PostPosted: Fri Jun 17, 2011 6:25 am    Post subject: Reply with quote

DaHu wrote:
nero wrote:
Honestly I think eating every last crumb like pigs at the trough is an American thing. I was always taught to leave some on the plate for 'Miss Manners.'
It is this constant shovelling and shovelling of calories down the gullet by some westerners that is honestly quite sick making.


Somebody sounds like they've got a problem (and I don't mean with English).

Anyway, eat what you want, let them eat or not eat as they want. I wouldn't be too happy with my wife/gf is she was nagging me about how I chose to eat.

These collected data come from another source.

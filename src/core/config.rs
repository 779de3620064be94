//! Game configuration.
//!
//! Every tunable constant lives here. Defaults reproduce the classic feel
//! on a 320x480 playfield; a TOML file can override any subset of fields.

use super::constants::*;
use crate::error::ConfigError;
use serde::{Deserialize, Serialize};
use std::fs;
use std::path::Path;

/// Logical drawing area. Origin is top-left, y grows downward.
#[derive(Debug, Clone, Copy, PartialEq, Serialize, Deserialize)]
#[serde(default)]
pub struct Playfield {
    pub width: u32,
    pub height: u32,
    /// Height of the ground band at the bottom. Touching it is fatal.
    pub ground_height: u32,
}

impl Default for Playfield {
    fn default() -> Self {
        Self {
            width: PLAYFIELD_WIDTH,
            height: PLAYFIELD_HEIGHT,
            ground_height: GROUND_HEIGHT,
        }
    }
}

impl Playfield {
    /// Y coordinate of the ground line.
    pub fn floor_y(&self) -> f64 {
        self.height as f64 - self.ground_height as f64
    }

    /// Vertical space above the ground, shared by top pipe, gap and bottom pipe.
    pub fn open_height(&self) -> u32 {
        self.height.saturating_sub(self.ground_height)
    }
}

#[derive(Debug, Clone, Copy, PartialEq, Serialize, Deserialize)]
#[serde(default)]
pub struct BirdConfig {
    pub x: f64,
    pub start_y: f64,
    pub width: f64,
    pub height: f64,
    /// Drawing radius of the body.
    pub radius: f64,
}

impl Default for BirdConfig {
    fn default() -> Self {
        Self {
            x: BIRD_X,
            start_y: BIRD_START_Y,
            width: BIRD_WIDTH,
            height: BIRD_HEIGHT,
            radius: BIRD_RADIUS,
        }
    }
}

#[derive(Debug, Clone, Copy, PartialEq, Serialize, Deserialize)]
#[serde(default)]
pub struct PhysicsConfig {
    /// Velocity change per frame (positive = downward).
    pub gravity: f64,
    /// Velocity set by a flap. Overrides, never adds.
    pub flap_impulse: f64,
}

impl Default for PhysicsConfig {
    fn default() -> Self {
        Self {
            gravity: GRAVITY,
            flap_impulse: FLAP_IMPULSE,
        }
    }
}

#[derive(Debug, Clone, Copy, PartialEq, Serialize, Deserialize)]
#[serde(default)]
pub struct PipeConfig {
    /// Leftward scroll per frame.
    pub speed: f64,
    /// A pipe spawns on every frame divisible by this.
    pub spawn_interval: u64,
    pub gap: u32,
    pub width: f64,
    /// Minimum height of the top and bottom segments.
    pub min_height: u32,
    pub cap_height: f64,
}

impl Default for PipeConfig {
    fn default() -> Self {
        Self {
            speed: PIPE_SPEED,
            spawn_interval: PIPE_SPAWN_INTERVAL,
            gap: PIPE_GAP,
            width: PIPE_WIDTH,
            min_height: PIPE_MIN_HEIGHT,
            cap_height: PIPE_CAP_HEIGHT,
        }
    }
}

#[derive(Debug, Clone, Copy, PartialEq, Serialize, Deserialize)]
#[serde(default)]
pub struct GroundConfig {
    pub stripe_spacing: f64,
}

impl Default for GroundConfig {
    fn default() -> Self {
        Self {
            stripe_spacing: GROUND_STRIPE_SPACING,
        }
    }
}

#[derive(Debug, Clone, Copy, PartialEq, Serialize, Deserialize)]
#[serde(default)]
pub struct TimingConfig {
    pub frame_interval_ms: u64,
    /// Upper bound on frames replayed after a stall.
    pub max_catch_up_frames: u32,
}

impl Default for TimingConfig {
    fn default() -> Self {
        Self {
            frame_interval_ms: FRAME_INTERVAL_MS,
            max_catch_up_frames: MAX_CATCH_UP_FRAMES,
        }
    }
}

/// Complete configuration for a game session.
#[derive(Debug, Clone, Default, PartialEq, Serialize, Deserialize)]
#[serde(default)]
pub struct GameConfig {
    pub playfield: Playfield,
    pub bird: BirdConfig,
    pub physics: PhysicsConfig,
    pub pipes: PipeConfig,
    pub ground: GroundConfig,
    pub timing: TimingConfig,
}

impl GameConfig {
    /// Load and validate a TOML config file. Missing fields keep their defaults.
    pub fn load(path: &Path) -> Result<Self, ConfigError> {
        let text = fs::read_to_string(path).map_err(|source| ConfigError::Read {
            path: path.to_path_buf(),
            source,
        })?;
        let config: GameConfig = toml::from_str(&text).map_err(|source| ConfigError::Parse {
            path: path.to_path_buf(),
            source,
        })?;
        config.validate()?;
        Ok(config)
    }

    /// Serialize as TOML (used by `--dump-config`).
    pub fn to_toml(&self) -> Result<String, toml::ser::Error> {
        toml::to_string_pretty(self)
    }

    /// Highest top-segment height a spawned pipe may get.
    pub fn max_pipe_top(&self) -> u32 {
        self.playfield
            .open_height()
            .saturating_sub(self.pipes.gap.saturating_add(self.pipes.min_height))
    }

    /// Reject configurations the simulation cannot run.
    pub fn validate(&self) -> Result<(), ConfigError> {
        let invalid = |msg: &str| Err(ConfigError::Invalid(msg.to_string()));

        let floats = [
            self.bird.x,
            self.bird.start_y,
            self.bird.width,
            self.bird.height,
            self.bird.radius,
            self.physics.gravity,
            self.physics.flap_impulse,
            self.pipes.speed,
            self.pipes.width,
            self.pipes.cap_height,
            self.ground.stripe_spacing,
        ];
        if floats.iter().any(|v| !v.is_finite()) {
            return invalid("numeric settings must be finite");
        }

        let field = &self.playfield;
        if field.width == 0 || field.height == 0 {
            return invalid("playfield dimensions must be positive");
        }
        if field.ground_height == 0 || field.ground_height >= field.height {
            return invalid("ground height must be positive and below the playfield height");
        }

        let bird = &self.bird;
        if bird.width <= 0.0 || bird.height <= 0.0 || bird.radius <= 0.0 {
            return invalid("bird dimensions must be positive");
        }
        if bird.start_y < 0.0 || bird.start_y > field.floor_y() - bird.height {
            return invalid("bird start_y must lie between the ceiling and the ground");
        }

        if self.physics.flap_impulse >= 0.0 {
            return invalid("flap impulse must be negative (upward)");
        }

        let pipes = &self.pipes;
        if pipes.width <= 0.0 || pipes.speed <= 0.0 {
            return invalid("pipe width and speed must be positive");
        }
        if pipes.spawn_interval == 0 {
            return invalid("pipe spawn interval must be at least one frame");
        }
        if pipes.gap == 0 {
            return invalid("pipe gap must be positive");
        }
        // Widened so oversized values from a config file cannot overflow
        let needed = pipes.gap as u64 + 2 * pipes.min_height as u64;
        if needed > field.open_height() as u64 {
            return invalid("pipe gap plus two minimum pipe heights exceeds the open playfield");
        }

        if self.ground.stripe_spacing <= 0.0 {
            return invalid("ground stripe spacing must be positive");
        }
        if self.timing.frame_interval_ms == 0 {
            return invalid("frame interval must be at least 1 ms");
        }
        if self.timing.max_catch_up_frames == 0 {
            return invalid("max catch-up frames must be at least 1");
        }

        Ok(())
    }
}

It is an American thing. But we come by it honestly. People forget why though. Yes, we are incredibly wealthy now and it's hard to find people going hungry in America, unless it's by choice or extreme poverty which affects only a fraction of a fraction of even the poor in the US. But until WW1, America was a pretty poor country. Sure New York and Boston were fine, but from the Ohio Valley and West, it was basically a third world country. People could only eat what they grew or killed. And if it was a long or hard winter, people starved to death. The Depression was the last bit of this era in American life and many of the people that lived through that were alive through the last part of the century and some still are. So the idea of going hungry is still in the back of people's minds. My grandparents still stock can food, just out of habit at this point. My grandmother is really good at rotating. She'll load up, but knows it will be weeks or even months before she cooks those things, as the things she bought months ago are just about to turn. I remember many times growing up my grandfather just telling me to clean my plate because he loved to see me eat. He grew up on a farm in the deep south without running water or electricity. He knew hunger as a young man. And to waste even the tiniest bit would have been an insult in his eyes.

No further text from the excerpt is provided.